The elevated risk of inflation from tariffs, bloated fiscal deficits and threats to central bank independence could make it hard for Federal Reserve officials to cut interest rates this year, especially if price pressures persist or even ratchet higher in coming months, former Kansas City Fed President Esther George told MNI. 

“The credibility of the central bank, its independence, has long been viewed, certainly for the United States, as being an important anchor. So when I look at inflation and inflation expectations, I do look at our fiscal situation right now and say, boy, that's an upside risk for the rate environment, for inflation,” George said in an interview. 

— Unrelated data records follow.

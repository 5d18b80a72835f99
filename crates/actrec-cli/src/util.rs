use std::{
    fmt,
    fs::File,
    io::{self, BufWriter, StdoutLock, Write},
    path::{Path, PathBuf},
};

use actrec_stats::statistics::Statistics;
use anyhow::Context;

use crate::schema::snapshot::Snapshot;

/// Destination of a command's results: stdout, or a file created on open.
#[derive(Debug)]
pub enum Output {
    Stdout(StdoutLock<'static>),
    File {
        writer: BufWriter<File>,
        path: PathBuf,
    },
}

impl Output {
    /// Opens `path` for writing, or stdout when no path is given.
    ///
    /// # Errors
    ///
    /// Returns error if the file cannot be created
    pub fn create(path: Option<&Path>) -> anyhow::Result<Self> {
        let Some(path) = path else {
            return Ok(Self::Stdout(io::stdout().lock()));
        };
        let file = File::create(path)
            .with_context(|| format!("Failed to create output file: {}", path.display()))?;
        Ok(Self::File {
            writer: BufWriter::new(file),
            path: path.to_owned(),
        })
    }

    fn writer(&mut self) -> &mut dyn Write {
        match self {
            Self::Stdout(writer) => writer,
            Self::File { writer, .. } => writer,
        }
    }

    /// Writes `value` as pretty-printed JSON followed by a newline.
    ///
    /// # Errors
    ///
    /// Returns error if serialization or the write fails
    pub fn write_json<T>(&mut self, value: &T) -> anyhow::Result<()>
    where
        T: serde::Serialize + ?Sized,
    {
        serde_json::to_writer_pretty(self.writer(), value)
            .with_context(|| format!("Failed to write JSON to {self}"))?;
        self.end_record()
    }

    /// Writes a statistics report, as aligned text or as a JSON object.
    ///
    /// # Errors
    ///
    /// Returns error if the write fails
    pub fn write_statistics(&mut self, stats: &Statistics, text: bool) -> anyhow::Result<()> {
        if !text {
            return self.write_json(stats);
        }
        write!(self.writer(), "{stats}")
            .with_context(|| format!("Failed to write statistics to {self}"))?;
        self.end_record()
    }

    fn end_record(&mut self) -> anyhow::Result<()> {
        let writer = self.writer();
        writeln!(writer)
            .and_then(|()| writer.flush())
            .with_context(|| format!("Failed to flush output to {self}"))
    }
}

impl fmt::Display for Output {
    fn fmt(&self, f: &mut fmt::Formatter<'_>) -> fmt::Result {
        match self {
            Self::Stdout(_) => f.write_str("stdout"),
            Self::File { path, .. } => write!(f, "{}", path.display()),
        }
    }
}

pub fn read_json_file<T, P>(file_kind: &str, path: P) -> anyhow::Result<T>
where
    T: serde::de::DeserializeOwned,
    P: AsRef<Path>,
{
    let path = path.as_ref();
    let file = File::open(path)
        .with_context(|| format!("Failed to open {} file: {}", file_kind, path.display()))?;

    let reader = io::BufReader::new(file);
    let value = serde_json::from_reader(reader).with_context(|| {
        format!(
            "Failed to parse {} JSON file: {}",
            file_kind,
            path.display()
        )
    })?;

    Ok(value)
}

/// Read JSON from a file, or from stdin when no path is given
///
/// # Errors
///
/// Returns error if the input cannot be read or parsed
pub fn read_json_input<T>(file_kind: &str, path: Option<&Path>) -> anyhow::Result<T>
where
    T: serde::de::DeserializeOwned,
{
    match path {
        Some(path) => read_json_file(file_kind, path),
        None => serde_json::from_reader(io::stdin().lock())
            .with_context(|| format!("Failed to parse {file_kind} JSON from stdin")),
    }
}

/// Read a tracker snapshot saved by `summarize --save-state`
///
/// # Errors
///
/// Returns error if file cannot be opened or parsed
pub fn read_snapshot_file<P>(path: P) -> anyhow::Result<Snapshot>
where
    P: AsRef<Path>,
{
    read_json_file("snapshot", path)
}
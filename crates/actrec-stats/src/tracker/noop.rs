use super::{Tracker, TrackerState};
use crate::{error::TrackerError, statistics::Statistics, value::Value};

/// Tracker used when tracking is disabled.
///
/// Every call succeeds: `add` discards its input, `count` is zero and
/// `statistics` is an empty mapping.
#[derive(Debug, Clone, Copy, Default)]
pub struct NoOpTracker;

impl Tracker for NoOpTracker {
    fn add(&mut self, _datum: &Value) -> Result<(), TrackerError> {
        Ok(())
    }

    fn count(&self) -> u64 {
        0
    }

    fn reset(&mut self) {}

    fn statistics(&self) -> Result<Statistics, TrackerError> {
        Ok(Statistics::new())
    }

    fn state_dict(&self) -> TrackerState {
        TrackerState::Empty
    }

    fn load_state_dict(&mut self, _state: TrackerState) -> Result<(), TrackerError> {
        Ok(())
    }
}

This could reduce the impetus for any reductions in borrowing costs this year at all even though as of June policymakers had penciled in two cuts. 

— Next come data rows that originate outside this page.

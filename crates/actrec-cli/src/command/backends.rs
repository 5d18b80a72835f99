use actrec_stats::reducer::Backend;

#[derive(Default, Debug, Clone, clap::Args)]
pub(crate) struct BackendsArg {}

pub(crate) fn run(_arg: &BackendsArg) {
    let selected = Backend::detect();
    println!("{:<10} {:<8} {:<10} SELECTED", "BACKEND", "KIND", "AVAILABLE");
    for backend in Backend::ALL {
        println!(
            "{:<10} {:<8} {:<10} {}",
            backend.to_string(),
            backend.category(),
            if backend.is_available() { "yes" } else { "no" },
            if backend == selected { "*" } else { "" }
        );
    }
}
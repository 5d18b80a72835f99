use serde::{Deserialize, Serialize};

use super::{Key, TrackerKind};

/// Snapshot of a tracker's internal state.
///
/// Snapshots contain only numbers, strings and lists, so they can be stored
/// with any serde format and restored into a fresh tracker of the same kind.
///
/// ```
/// use actrec_stats::tracker::{ContinuousTracker, Tracker as _, TrackerState};
///
/// let mut tracker = ContinuousTracker::new();
/// tracker.add(&vec![1.0, 2.0].into()).unwrap();
///
/// let json = serde_json::to_string(&tracker.state_dict()).unwrap();
/// assert_eq!(
///     json,
///     r#"{"kind":"continuous","count":2,"sum":3.0,"min_value":1.0,"max_value":2.0,"values":[1.0,2.0]}"#
/// );
///
/// let mut restored = ContinuousTracker::new();
/// restored.load_state_dict(serde_json::from_str::<TrackerState>(&json).unwrap()).unwrap();
/// assert_eq!(restored.statistics(), tracker.statistics());
/// ```
#[derive(Debug, Clone, PartialEq, Serialize, Deserialize)]
#[serde(tag = "kind", rename_all = "snake_case")]
pub enum TrackerState {
    /// State of a tracker that holds nothing (unbound or disabled)
    Empty,
    Continuous(ContinuousState),
    Discrete(DiscreteState),
    Sequence(SequenceState),
}

impl TrackerState {
    /// Kind of tracker that produced the snapshot; `None` for [`TrackerState::Empty`].
    #[must_use]
    pub fn kind(&self) -> Option<TrackerKind> {
        match self {
            Self::Empty => None,
            Self::Continuous(_) => Some(TrackerKind::Continuous),
            Self::Discrete(_) => Some(TrackerKind::Discrete),
            Self::Sequence(_) => Some(TrackerKind::Sequence),
        }
    }
}

#[derive(Debug, Clone, PartialEq, Serialize, Deserialize)]
pub struct ContinuousState {
    pub count: u64,
    #[serde(with = "serde_f64")]
    pub sum: f64,
    #[serde(with = "serde_f64")]
    pub min_value: f64,
    #[serde(with = "serde_f64")]
    pub max_value: f64,
    /// Window contents, oldest first
    #[serde(with = "serde_f64_vec")]
    pub values: Vec<f64>,
}

#[derive(Debug, Clone, PartialEq, Serialize, Deserialize)]
pub struct DiscreteState {
    pub total: u64,
    /// `(value, occurrences)` pairs in first-seen order
    pub counter: Vec<(Key, u64)>,
}

#[derive(Debug, Clone, PartialEq, Serialize, Deserialize)]
pub struct SequenceState {
    pub values: Box<TrackerState>,
    pub lengths: ContinuousState,
}

#[derive(Debug, Clone, Copy, Serialize, Deserialize)]
#[serde(untagged)]
enum FloatRepr {
    Finite(f64),
    NonFinite { float: NonFinite },
}

#[derive(Debug, Clone, Copy, Serialize, Deserialize)]
enum NonFinite {
    #[serde(rename = "NaN")]
    Nan,
    #[serde(rename = "inf")]
    Inf,
    #[serde(rename = "-inf")]
    NegInf,
}

impl From<f64> for FloatRepr {
    fn from(value: f64) -> Self {
        if value.is_finite() {
            return Self::Finite(value);
        }
        let float = if value.is_nan() {
            NonFinite::Nan
        } else if value.is_sign_positive() {
            NonFinite::Inf
        } else {
            NonFinite::NegInf
        };
        Self::NonFinite { float }
    }
}

impl From<FloatRepr> for f64 {
    fn from(repr: FloatRepr) -> Self {
        match repr {
            FloatRepr::Finite(value) => value,
            FloatRepr::NonFinite { float } => match float {
                NonFinite::Nan => f64::NAN,
                NonFinite::Inf => f64::INFINITY,
                NonFinite::NegInf => f64::NEG_INFINITY,
            },
        }
    }
}

/// Serde adapter for a float that may be `NaN` or infinite.
///
/// Finite values are plain numbers. The others are written as a tagged
/// object such as `{"float":"-inf"}`, since formats like JSON have no
/// literal for them.
pub(crate) mod serde_f64 {
    use serde::{Deserialize as _, Deserializer, Serialize as _, Serializer};

    use super::FloatRepr;

    #[expect(clippy::trivially_copy_pass_by_ref)]
    pub(crate) fn serialize<S>(value: &f64, serializer: S) -> Result<S::Ok, S::Error>
    where
        S: Serializer,
    {
        FloatRepr::from(*value).serialize(serializer)
    }

    pub(crate) fn deserialize<'de, D>(deserializer: D) -> Result<f64, D::Error>
    where
        D: Deserializer<'de>,
    {
        FloatRepr::deserialize(deserializer).map(f64::from)
    }
}

/// [`serde_f64`] applied to every element of a list.
pub(crate) mod serde_f64_vec {
    use serde::{Deserialize as _, Deserializer, Serializer};

    use super::FloatRepr;

    pub(crate) fn serialize<S>(values: &[f64], serializer: S) -> Result<S::Ok, S::Error>
    where
        S: Serializer,
    {
        serializer.collect_seq(values.iter().copied().map(FloatRepr::from))
    }

    pub(crate) fn deserialize<'de, D>(deserializer: D) -> Result<Vec<f64>, D::Error>
    where
        D: Deserializer<'de>,
    {
        let reprs = Vec::<FloatRepr>::deserialize(deserializer)?;
        Ok(reprs.into_iter().map(f64::from).collect())
    }
}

“If I were doing a personal forecast myself, that's the camp I would be in,” she said of the prospect of no cuts. “I just think it's going to take some time. I think we will see persistence in that inflation. And even if it doesn't pop up beyond where it is, it's going to keep the Fed on the edge of saying we can't turn loose of our 2% goal here very easily.” (See MNI INTERVIEW: Fed Should Stay Extra Cautious On Cuts-Sinclair

SKEPTICAL OF SEPTEMBER

George thinks Fed Chair Jerome Powell mostly tried to distance himself from the prospect of a rate cut at the central bank’s next meeting in September during his post-meeting press conference this week. The Fed held rates steady at 4.25-4.5% but two governors dissented for the first time since 1993 – Miki Bowman and Chris Waller. 

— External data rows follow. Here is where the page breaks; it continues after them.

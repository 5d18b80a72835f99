use tracing_subscriber::EnvFilter;

mod command;
mod schema;
mod util;

fn main() -> anyhow::Result<()> {
    tracing_subscriber::fmt()
        .with_env_filter(EnvFilter::from_default_env())
        .with_writer(std::io::stderr)
        .init();
    command::run()
}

“I am a little skeptical of September. I thought he didn't lean toward September. He still leans toward rate cuts, for sure, but he was trying to say, let's wave off of thinking September as the big announcement, as opposed to there being a lot of things in play,” she said. 

George said it was premature to argue that the expected inflation related to tariffs will not materalize, in part because inflation numbers have stagnated for much of this year. She said the latest PCE figures, which showed a gain of 2.8% on core in the year to June, serve as a reminder that the Fed’s battle to bring inflation back to target is not over.

“I do expect it to come. When people are so relieved that they haven't seen it, I'm a little bit more cautious. People anticipated it, so they ramped up their inventories and we got a lot of imports. That has sort of faded now, but we are seeing it in goods, and I expect we will see it more over the next few months, because it just takes a while,” she said. 

“It's not like we're seeing the disinflation. So the real point is, the Fed is trying to hold the line on inflation.”

NOT RESTRICTIVE

Moreover, the backdrop of a resilient economy and persistent inflation might well mean policy is not very restrictive in the first place – perhaps not at all, said George. 

“For some time I have not thought this policy was restrictive. I think even to try to characterize it as mildly or modestly restrictive misses the point too. I heard the chairman say, 'well, we don't know what neutral is.' Right, and we all keep saying that. And yet there is a strong sense that we're trying to drive back towards something,” she said. 

"The committee has shifted its estimates of the long run R-star when it puts out its dot plot. There’s an acknowledgement that neutral has probably shifted up and, watching how the economy performed, I don't think interest rates are a drag on the economy.”